The rivalry between Rossi and Gibernau defined an era. At the start of the new millennium, the two riders were protagonists of some of the duels that made MotoGP history. Particularly notable was the showdown that ignited at the final corner in Jerez, when the champion from Tavullia dived his bike up the inside, there was contact, and Gibernau ran off line, losing the victory in front of his home crowd. "He hit me at the last corner," Gibernau recalls. "I went off the track and finished second, but he didn’t receive any penalty. That was when I started to lose faith in this sport."

The missed sanction

For the Catalan, the problem wasn’t the contact itself, but the feeling of impunity. He says it wasn’t an isolated incident, but the culmination of a pattern that repeated itself season after season. "It was always the same thing. In 2003, Vale and I; in 2004, Vale and I; in 2005, again. And I couldn’t understand it.

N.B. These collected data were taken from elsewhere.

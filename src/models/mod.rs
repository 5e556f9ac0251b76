//! Core data models for the image hosting service.
//!
//! These map to the `images` table via `sqlx::FromRow` and serialize as JSON
//! or template context via `serde`.

pub mod image_record;
//! Tracing subscriber setup: stdout, plus an optional plain-text log file.

use std::{
    fs::{self, OpenOptions},
    io,
    path::Path,
    sync::Mutex,
};
use tracing::Subscriber;
use tracing_subscriber::{
    EnvFilter, Layer, fmt, layer::SubscriberExt, registry::LookupSpan, util::SubscriberInitExt,
};

/// Install the global subscriber. `RUST_LOG` wins over the `info` default.
pub fn init(log_file: Option<&Path>) -> io::Result<()> {
    let file_layer = match log_file {
        Some(path) => Some(file_layer(path)?),
        None => None,
    };

    tracing_subscriber::registry()
        .with(EnvFilter::try_from_default_env().unwrap_or_else(|_| EnvFilter::new("info")))
        .with(fmt::layer())
        .with(file_layer)
        .init();
    Ok(())
}

/// A fmt layer appending to `path`, creating parent directories as needed.
pub fn file_layer<S>(path: &Path) -> io::Result<impl Layer<S> + Send + Sync + 'static>
where
    S: Subscriber + for<'a> LookupSpan<'a>,
{
    if let Some(parent) = path.parent().filter(|p| !p.as_os_str().is_empty()) {
        fs::create_dir_all(parent)?;
    }
    let file = OpenOptions::new().create(true).append(true).open(path)?;

    Ok(fmt::layer().with_ansi(false).with_writer(Mutex::new(file)))
}

#[cfg(test)]
mod tests {
    use super::*;

    #[test]
    fn file_layer_creates_directory_and_appends() {
        let dir = tempfile::tempdir().unwrap();
        let path = dir.path().join("logs").join("app.log");

        for message in ["first upload stored", "second upload stored"] {
            let subscriber = tracing_subscriber::registry().with(file_layer(&path).unwrap());
            tracing::subscriber::with_default(subscriber, || {
                tracing::info!(filename = "abc.png", "{}", message);
            });
        }

        let contents = fs::read_to_string(&path).unwrap();
        assert!(contents.contains("first upload stored"));
        assert!(contents.contains("second upload stored"));
        assert!(contents.contains("filename=\"abc.png\""));
        assert!(!contents.contains('\u{1b}'));
    }
}
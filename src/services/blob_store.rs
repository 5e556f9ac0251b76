//! On-disk blob storage for image payloads.
//!
//! Blobs live flat under `base_path`, named by generated identifiers only.

use std::{
    io::{self, ErrorKind},
    path::{Path, PathBuf},
};
use tokio::{
    fs::{self, File},
    io::AsyncWriteExt,
};
use tracing::debug;
use uuid::Uuid;

#[derive(Clone, Debug)]
pub struct BlobStore {
    /// Directory holding every stored image.
    pub base_path: PathBuf,
}

impl BlobStore {
    pub fn new(base_path: impl Into<PathBuf>) -> Self {
        Self {
            base_path: base_path.into(),
        }
    }

    /// Create the upload directory if it does not exist yet.
    pub async fn ensure_root(&self) -> io::Result<()> {
        fs::create_dir_all(&self.base_path).await
    }

    pub fn path_for(&self, filename: &str) -> PathBuf {
        self.base_path.join(filename)
    }

    /// Write `bytes` under `filename`.
    ///
    /// Data goes to a hidden temp file first, is fsynced, then renamed into
    /// place. The temp file is removed on any failure. The upload directory
    /// must already exist.
    pub async fn write(&self, filename: &str, bytes: &[u8]) -> io::Result<PathBuf> {
        let final_path = self.path_for(filename);
        let tmp_path = self.base_path.join(format!(".tmp-{}", Uuid::new_v4()));

        if let Err(err) = write_synced(&tmp_path, bytes).await {
            let _ = fs::remove_file(&tmp_path).await;
            return Err(err);
        }

        if let Err(err) = fs::rename(&tmp_path, &final_path).await {
            let _ = fs::remove_file(&tmp_path).await;
            return Err(err);
        }

        debug!("wrote blob {}", final_path.display());
        Ok(final_path)
    }

    /// Remove a blob. Returns `Ok(false)` when it was already absent.
    pub async fn remove(&self, filename: &str) -> io::Result<bool> {
        let path = self.path_for(filename);
        match fs::remove_file(&path).await {
            Ok(_) => {
                debug!("removed blob {}", path.display());
                Ok(true)
            }
            Err(err) if err.kind() == ErrorKind::NotFound => Ok(false),
            Err(err) => Err(err),
        }
    }

    /// Open a blob for streaming.
    pub async fn open(&self, filename: &str) -> io::Result<File> {
        File::open(self.path_for(filename)).await
    }
}

async fn write_synced(path: &Path, bytes: &[u8]) -> io::Result<()> {
    let mut file = File::create(path).await?;
    file.write_all(bytes).await?;
    file.flush().await?;
    file.sync_all().await
}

This wasn’t a contact sport." Sete Gibernau began to lose his passion, due to the sense that certain behaviors were tolerated depending on who carried them out.

MotoGP’s metamorphosis

The former rider goes further and questions the legacy such actions have left in the World Championship. "Everyone is brave in MotoGP. From the first to the last... If I were a father, I wouldn’t want my son to take part in a championship like this. Courage isn’t about hitting another rider. If that’s what you want to do, get in a boxing ring."
According to Gibernau, the lack of a penalty for Valentino Rossi set a dangerous precedent. "He didn’t need to do it. A lot happened after that move. Riders saw it and thought: ‘This is the right way to do it.’ And then one does it to another, and another to another... And in the race they’ll kill you."